The SEC has finally settled its “backdated options” case against Greg Reyes, the former CEO of Brocade Communications, Inc. That case attracted a lot of notice when it was announced on July 20, 2006, because the SEC’s civil suit against Reyes was paired with a Justice Department criminal complaint that charged him with securities fraud. And that was the first indication that criminal prosecutions would be generated by the backdated-options frenzy, which was even then being fanned by a team of reporters from the Wall Street Journal’s left-leaning news pages.

(For many years, objective ratings of reportorial bias put the news pages of the Journal considerably further to the left than the news pages of the New York Times.)

Greg Reyes, at left

Today, more than five years later, those parallel cases against Reyes (on the left in photo) have nearly ended. About a year ago, he started serving an 18-month prison sentence (although he is still appealing his conviction). And on Monday, August 15, 2011, the SEC and Reyes reached one of those “without admitting or denying” settlements that always lead me to assume the government has bludgeoned its victim into a state of exhaustion.

But what makes today’s announcement especially interesting is that we can finally see exactly how much financial harm the government believes Greg Reyes caused.  

The figure that one reads in the news ($845,000) is not large, given the ferocity with which Reyes was denounced. But even that amount exaggerates the matter. From the $845,000, one must subtract the $550,000 fine that the SEC imposed on Reyes simply as a penalty for wrongdoing. Then one must also subtract the $145,000 in interest that has accumulated on Reyes’s supposedly ill-gotten gains during the 5-plus years that it has taken to settle the case.

So what, in the end, was the whole Greg Reyes prosecution about? Apparently, it was about the government’s belief that Greg committed corporate fraud against his company and its shareholders in the amount of $150,000. That is the amount of allegedly ill-gotten money that the SEC settlement formally orders him to “disgorge.”

And remember that his fraud supposedly took place during the five years of 2000 to 2004 inclusive. So in the SEC’s scenario, Greg Reyes was allegedly making off with something on the order of $30,000 a year.

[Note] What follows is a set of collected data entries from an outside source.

//! Submission lifecycle: Idle -> Submitting -> Succeeded | Failed.

use std::sync::Arc;

use shared::{
    domain::{CaseMessage, Decision},
    error::SubmissionError,
};
use thiserror::Error;
use tokio::{
    sync::{broadcast, RwLock},
    task::JoinHandle,
};
use tracing::{debug, info, warn};

use crate::TriageApi;

#[derive(Debug, Clone, Copy, PartialEq, Eq)]
pub enum Phase {
    Idle,
    Submitting,
    Succeeded,
    Failed,
}

impl Phase {
    /// Whether the current cycle has settled.
    pub fn is_terminal(self) -> bool {
        matches!(self, Self::Succeeded | Self::Failed)
    }
}

/// Snapshot of the controller's lifecycle. A decision exists only in
/// `Succeeded`, an error only in `Failed`.
#[derive(Debug, Clone, PartialEq, Default)]
pub enum SubmissionState {
    #[default]
    Idle,
    Submitting,
    Succeeded(Decision),
    Failed(SubmissionError),
}

impl SubmissionState {
    pub fn phase(&self) -> Phase {
        match self {
            Self::Idle => Phase::Idle,
            Self::Submitting => Phase::Submitting,
            Self::Succeeded(_) => Phase::Succeeded,
            Self::Failed(_) => Phase::Failed,
        }
    }

    pub fn decision(&self) -> Option<&Decision> {
        match self {
            Self::Succeeded(decision) => Some(decision),
            _ => None,
        }
    }

    pub fn error(&self) -> Option<&SubmissionError> {
        match self {
            Self::Failed(err) => Some(err),
            _ => None,
        }
    }
}

#[derive(Debug, Clone, Copy, PartialEq, Eq, Error)]
pub enum SubmitRejected {
    #[error("a triage submission is already in flight")]
    InFlight,
}

pub struct SubmissionController {
    api: Arc<dyn TriageApi>,
    state: RwLock<SubmissionState>,
    events: broadcast::Sender<SubmissionState>,
}

impl SubmissionController {
    pub fn new(api: Arc<dyn TriageApi>) -> Arc<Self> {
        let (events, _) = broadcast::channel(64);
        Arc::new(Self {
            api,
            state: RwLock::new(SubmissionState::Idle),
            events,
        })
    }

    pub async fn state(&self) -> SubmissionState {
        self.state.read().await.clone()
    }

    /// Receives every state the controller enters from now on.
    pub fn subscribe(&self) -> broadcast::Receiver<SubmissionState> {
        self.events.subscribe()
    }

    /// Runs one cycle to completion. The outcome is published through the
    /// state; only a second submission during `Submitting` is refused.
    pub async fn submit(&self, message: impl Into<String>) -> Result<(), SubmitRejected> {
        let message = {
            let mut guard = self.state.write().await;
            if guard.phase() == Phase::Submitting {
                warn!("rejecting submission while another is in flight");
                return Err(SubmitRejected::InFlight);
            }

            match CaseMessage::parse(message) {
                Ok(message) => {
                    self.transition(&mut guard, SubmissionState::Submitting);
                    message
                }
                Err(err) => {
                    debug!(error = %err, "case message failed validation");
                    self.transition(&mut guard, SubmissionState::Failed(err));
                    return Ok(());
                }
            }
        };

        let next = match self.api.triage(&message).await {
            Ok(decision) => {
                info!(status = decision.status.as_str(), "submission succeeded");
                SubmissionState::Succeeded(decision)
            }
            Err(err) => {
                warn!(kind = ?err.kind(), status = ?err.status(), "submission failed");
                SubmissionState::Failed(err)
            }
        };

        let mut guard = self.state.write().await;
        self.transition(&mut guard, next);
        Ok(())
    }

    pub fn spawn_submit(
        self: &Arc<Self>,
        message: impl Into<String>,
    ) -> JoinHandle<Result<(), SubmitRejected>> {
        let controller = Arc::clone(self);
        let message = message.into();
        tokio::spawn(async move { controller.submit(message).await })
    }

    fn transition(&self, current: &mut SubmissionState, next: SubmissionState) {
        debug!(from = ?current.phase(), to = ?next.phase(), "submission state transition");
        *current = next.clone();
        // No subscribers is fine; the snapshot stays readable through `state`.
        let _ = self.events.send(next);
    }
}

#[cfg(test)]
#[path = "tests/controller_tests.rs"]
mod tests;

This was an entrepreneur who took a small start-up company and made it into a Silicon Valley leader, increasing the workforce by 600 percent and raising revenue from $24 million to $596 million.

Even if the SEC’s allegation are correct—which I doubt—this should have been a case where prosecutorial discretion dictated the mildest possible slap on the wrist. Had nineteenth-century America scrutinized and punished the missteps of its great industrialists as we do today, they would never have achieved productive greatness.

But perhaps that is the purpose of SEC’s ten thousand commandments: To strangle productive achievement under the guise of enforcing virtue.